Sankt Johann im Pongau

Karl Reinthaler

„Ich bin einmal durch eine Wiese gegangen und hab diese Gedankengänge gewälzt und habe mich entschlossen, nicht mitzutun, sondern zu versuchen, abseits zu stehen. [...]Und das hat sich als Irrtum herausgestellt, denn man hat mittun müssen oder dagegensein müssen. Und wer nicht mitgetan hat war automatisch zum Gegner gestempelt .“

Karl Reinthaler (1913-2000) war Antifaschist, Sozialdemokrat, NS-Opfer, Landtagsabgeordneter und Bürgermeister von Saalfelden.

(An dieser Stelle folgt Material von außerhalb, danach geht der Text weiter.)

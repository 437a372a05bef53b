//! Error types shared by the line geometry, material and renderer.

use thiserror::Error;

/// Errors raised while feeding or drawing line data.
#[derive(Debug, Clone, PartialEq, Eq, Error)]
pub enum LineError {
    /// Flat segment data must contain 6 floats (two xyz endpoints) per segment.
    #[error("segment data must hold 6 floats per segment, got {len} floats")]
    InvalidSegmentData { len: usize },

    /// Flat polyline data must contain 3 floats per point.
    #[error("polyline data must hold 3 floats per point, got {len} floats")]
    InvalidPolylineData { len: usize },

    /// Color data does not line up with the positions it decorates.
    #[error("expected {expected} color floats, got {actual}")]
    ColorCountMismatch { expected: usize, actual: usize },

    /// A draw or update was attempted before GPU resources existed.
    #[error("GPU resources for {0} have not been initialized")]
    MissingGpuResources(&'static str),
}

/// Convenience alias used across the crate.
pub type LineResult<T> = Result<T, LineError>;
// src/lib.rs
//! Thickline
//!
//! Lines with a constant on-screen width, drawn with wgpu.
//!
//! [`Line2`] is the usual entry point: a polyline node composed of a
//! [`LineGeometry`](gfx::lines::LineGeometry) and a
//! [`LineMaterial`](gfx::lines::LineMaterial), either supplied by the caller or
//! created with defaults.

pub mod error;
pub mod gfx;
pub mod prelude;
pub mod wgpu_utils;

// Re-export main types for convenience
pub use error::{LineError, LineResult};
pub use gfx::lines::{Line2, LineSegments2, NodeKind};
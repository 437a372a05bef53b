use super::camera_utils::Camera;
use cgmath::*;

/// Perspective camera orbiting a target point.
#[derive(Debug, Clone, Copy)]
pub struct OrbitCamera {
    pub distance: f32,
    pub pitch: f32,
    pub yaw: f32,
    pub eye: Vector3<f32>,
    pub target: Vector3<f32>,
    pub up: Vector3<f32>,
    pub bounds: OrbitCameraBounds,
    pub aspect: f32,
    pub fovy: Rad<f32>,
    pub znear: f32,
    pub zfar: f32,
}

impl Camera for OrbitCamera {
    fn view_matrix(&self) -> Matrix4<f32> {
        let eye = Point3::from_vec(self.eye);
        let target = Point3::from_vec(self.target);
        Matrix4::look_at_rh(eye, target, self.up)
    }

    fn projection_matrix(&self) -> Matrix4<f32> {
        perspective(self.fovy, self.aspect, self.znear, self.zfar)
    }

    fn near(&self) -> f32 {
        self.znear
    }
}

impl OrbitCamera {
    pub fn new(distance: f32, pitch: f32, yaw: f32, target: Vector3<f32>, aspect: f32) -> Self {
        let mut camera = Self {
            distance,
            pitch,
            yaw,
            eye: Vector3::zero(), // Will be auto-calculated in `update()` nevertheless.
            target,
            up: Vector3::unit_y(),
            bounds: OrbitCameraBounds::default(),
            aspect,
            fovy: Rad(std::f32::consts::PI / 4.0),
            znear: 0.1,
            zfar: 1000.0,
        };
        camera.update();
        camera
    }

    pub fn set_pitch(&mut self, pitch: f32) {
        self.pitch = pitch.clamp(self.bounds.min_pitch, self.bounds.max_pitch);
        self.update();
    }

    /// Recomputes `eye` from `distance`, `pitch` and `yaw`.
    fn update(&mut self) {
        self.eye =
            calculate_cartesian_eye_position(self.pitch, self.yaw, self.distance, self.target);
    }
}

#[derive(Debug, Clone, Copy)]
pub struct OrbitCameraBounds {
    pub min_pitch: f32,
    pub max_pitch: f32,
}

impl Default for OrbitCameraBounds {
    fn default() -> Self {
        Self {
            min_pitch: -std::f32::consts::PI / 2.0 + f32::EPSILON,
            max_pitch: std::f32::consts::PI / 2.0 - f32::EPSILON,
        }
    }
}

fn calculate_cartesian_eye_position(
    pitch: f32,
    yaw: f32,
    distance: f32,
    target: Vector3<f32>,
) -> Vector3<f32> {
    Vector3::new(
        distance * yaw.sin() * pitch.cos(),
        distance * pitch.sin(),
        distance * yaw.cos() * pitch.cos(),
    ) + target
}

Reinthaler kam schon in der Schulzeit mit den Sozialdemokraten in Berührung, trat den Roten Falken und der Sozialistischen Arbeiterjugend bei. Im Alter von 14 Jahren begann bei der Eisenbahn eine Lehre als Schlosser. Doch nach dem Lehrabschluss gab es für ihn keine Arbeit, er war drei Jahre arbeitslos, aber nicht untätig. Er absolvierte die Werkmeisterschule „Arsenal“ für Maschinenbau und Elektrotechnik in Wien. Bis zum Verbot der Sozialdemokratischen Arbeiterpartei war er zudem als Erzieher für die Kinderfreunde tätig.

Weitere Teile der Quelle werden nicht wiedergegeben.